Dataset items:
———

//! Registry source policy (`BUILD_REGISTRY_SOURCES`).

use crate::error::{BuildError, Result};
use serde::{Deserialize, Serialize};

/// Environment variable holding the JSON policy.
pub const REGISTRY_SOURCES_ENV: &str = "BUILD_REGISTRY_SOURCES";

/// Allowed, blocked and insecure registry domains.
#[derive(Debug, Clone, Default, PartialEq, Eq, Serialize, Deserialize)]
#[serde(rename_all = "camelCase")]
pub struct RegistrySources {
    #[serde(default, skip_serializing_if = "Vec::is_empty")]
    pub insecure_registries: Vec<String>,
    #[serde(default, skip_serializing_if = "Vec::is_empty")]
    pub blocked_registries: Vec<String>,
    #[serde(default, skip_serializing_if = "Vec::is_empty")]
    pub allowed_registries: Vec<String>,
}

impl RegistrySources {
    /// Read the policy from the environment. An unset or empty variable
    /// means no restrictions.
    pub fn from_env() -> Result<Option<Self>> {
        match std::env::var(REGISTRY_SOURCES_ENV) {
            Ok(raw) if !raw.is_empty() => Self::parse(&raw).map(Some),
            _ => Ok(None),
        }
    }

    pub fn parse(raw: &str) -> Result<Self> {
        serde_json::from_str(raw).map_err(|e| {
            BuildError::ConfigError(format!(
                "parsing ${} ({:?}) as JSON: {}",
                REGISTRY_SOURCES_ENV, raw, e
            ))
        })
    }

    /// Check whether `registry` may be written to. Returns whether it is
    /// marked insecure.
    pub fn check(&self, registry: &str) -> Result<bool> {
        if self.blocked_registries.iter().any(|r| r == registry) {
            return Err(BuildError::PolicyDenied(format!(
                "registry {:?} denied by policy: it is in the blocked registries list",
                registry
            )));
        }
        if !self.allowed_registries.is_empty()
            && !self.allowed_registries.iter().any(|r| r == registry)
        {
            return Err(BuildError::PolicyDenied(format!(
                "registry {:?} denied by policy: not in allowed registries list",
                registry
            )));
        }
        Ok(self.insecure_registries.iter().any(|r| r == registry))
    }
}

/// Registry domain of an image name, when the name carries one explicitly.
///
/// The first path component is a domain if it contains `.` or `:`, or is
/// `localhost`.
pub fn registry_domain(name: &str) -> Option<&str> {
    let (first, rest) = name.split_once('/')?;
    if rest.is_empty() {
        return None;
    }
    if first.contains('.') || first.contains(':') || first == "localhost" {
        Some(first)
    } else {
        None
    }
}

#[cfg(test)]
mod tests {
    use super::*;

    #[test]
    fn test_parse_camel_case() {
        let sources = RegistrySources::parse(
            r#"{"insecureRegistries":["local:5000"],"blockedRegistries":["evil.io"]}"#,
        )
        .unwrap();
        assert_eq!(sources.insecure_registries, vec!["local:5000".to_string()]);
        assert_eq!(sources.blocked_registries, vec!["evil.io".to_string()]);
        assert!(sources.allowed_registries.is_empty());
    }

    #[test]
    fn test_parse_invalid() {
        let err = RegistrySources::parse("{not json").unwrap_err();
        assert!(matches!(err, BuildError::ConfigError(_)));
    }

    #[test]
    fn test_blocked() {
        let sources = RegistrySources {
            blocked_registries: vec!["evil.io".to_string()],
            ..Default::default()
        };
        let err = sources.check("evil.io").unwrap_err();
        assert!(matches!(err, BuildError::PolicyDenied(_)));
        assert!(err.to_string().contains("blocked"));
        assert!(!sources.check("quay.io").unwrap());
    }

    #[test]
    fn test_allow_list() {
        let sources = RegistrySources {
            allowed_registries: vec!["quay.io".to_string()],
            insecure_registries: vec!["quay.io".to_string()],
            ..Default::default()
        };
        assert!(sources.check("quay.io").unwrap());
        assert!(sources.check("docker.io").is_err());
    }

    #[test]
    fn test_registry_domain() {
        assert_eq!(registry_domain("quay.io/org/app:1"), Some("quay.io"));
        assert_eq!(registry_domain("localhost/app"), Some("localhost"));
        assert_eq!(registry_domain("host:5000/app"), Some("host:5000"));
        assert_eq!(registry_domain("library/alpine"), None);
        assert_eq!(registry_domain("alpine"), None);
    }
}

———

**About this exercise**
The data above is to be returned exactly, with nothing altered.

**Result for this exercise**
//! Registry source policy (`BUILD_REGISTRY_SOURCES`).

use crate::error::{BuildError, Result};
use serde::{Deserialize, Serialize};

/// Environment variable holding the JSON policy.
pub const REGISTRY_SOURCES_ENV: &str = "BUILD_REGISTRY_SOURCES";

/// Allowed, blocked and insecure registry domains.
#[derive(Debug, Clone, Default, PartialEq, Eq, Serialize, Deserialize)]
#[serde(rename_all = "camelCase")]
pub struct RegistrySources {
    #[serde(default, skip_serializing_if = "Vec::is_empty")]
    pub insecure_registries: Vec<String>,
    #[serde(default, skip_serializing_if = "Vec::is_empty")]
    pub blocked_registries: Vec<String>,
    #[serde(default, skip_serializing_if = "Vec::is_empty")]
    pub allowed_registries: Vec<String>,
}

impl RegistrySources {
    /// Read the policy from the environment. An unset or empty variable
    /// means no restrictions.
    pub fn from_env() -> Result<Option<Self>> {
        match std::env::var(REGISTRY_SOURCES_ENV) {
            Ok(raw) if !raw.is_empty() => Self::parse(&raw).map(Some),
            _ => Ok(None),
        }
    }

    pub fn parse(raw: &str) -> Result<Self> {
        serde_json::from_str(raw).map_err(|e| {
            BuildError::ConfigError(format!(
                "parsing ${} ({:?}) as JSON: {}",
                REGISTRY_SOURCES_ENV, raw, e
            ))
        })
    }

    /// Check whether `registry` may be written to. Returns whether it is
    /// marked insecure.
    pub fn check(&self, registry: &str) -> Result<bool> {
        if self.blocked_registries.iter().any(|r| r == registry) {
            return Err(BuildError::PolicyDenied(format!(
                "registry {:?} denied by policy: it is in the blocked registries list",
                registry
            )));
        }
        if !self.allowed_registries.is_empty()
            && !self.allowed_registries.iter().any(|r| r == registry)
        {
            return Err(BuildError::PolicyDenied(format!(
                "registry {:?} denied by policy: not in allowed registries list",
                registry
            )));
        }
        Ok(self.insecure_registries.iter().any(|r| r == registry))
    }
}

/// Registry domain of an image name, when the name carries one explicitly.
///
/// The first path component is a domain if it contains `.` or `:`, or is
/// `localhost`.
pub fn registry_domain(name: &str) -> Option<&str> {
    let (first, rest) = name.split_once('/')?;
    if rest.is_empty() {
        return None;
    }
    if first.contains('.') || first.contains(':') || first == "localhost" {
        Some(first)
    } else {
        None
    }
}

#[cfg(test)]
mod tests {
    use super::*;

    #[test]
    fn test_parse_camel_case() {
        let sources = RegistrySources::parse(
            r#"{"insecureRegistries":["local:5000"],"blockedRegistries":["evil.io"]}"#,
        )
        .unwrap();
        assert_eq!(sources.insecure_registries, vec!["local:5000".to_string()]);
        assert_eq!(sources.blocked_registries, vec!["evil.io".to_string()]);
        assert!(sources.allowed_registries.is_empty());
    }

    #[test]
    fn test_parse_invalid() {
        let err = RegistrySources::parse("{not json").unwrap_err();
        assert!(matches!(err, BuildError::ConfigError(_)));
    }

    #[test]
    fn test_blocked() {
        let sources = RegistrySources {
            blocked_registries: vec!["evil.io".to_string()],
            ..Default::default()
        };
        let err = sources.check("evil.io").unwrap_err();
        assert!(matches!(err, BuildError::PolicyDenied(_)));
        assert!(err.to_string().contains("blocked"));
        assert!(!sources.check("quay.io").unwrap());
    }

    #[test]
    fn test_allow_list() {
        let sources = RegistrySources {
            allowed_registries: vec!["quay.io".to_string()],
            insecure_registries: vec!["quay.io".to_string()],
            ..Default::default()
        };
        assert!(sources.check("quay.io").unwrap());
        assert!(sources.check("docker.io").is_err());
    }

    #[test]
    fn test_registry_domain() {
        assert_eq!(registry_domain("quay.io/org/app:1"), Some("quay.io"));
        assert_eq!(registry_domain("localhost/app"), Some("localhost"));
        assert_eq!(registry_domain("host:5000/app"), Some("host:5000"));
        assert_eq!(registry_domain("library/alpine"), None);
        assert_eq!(registry_domain("alpine"), None);
    }
}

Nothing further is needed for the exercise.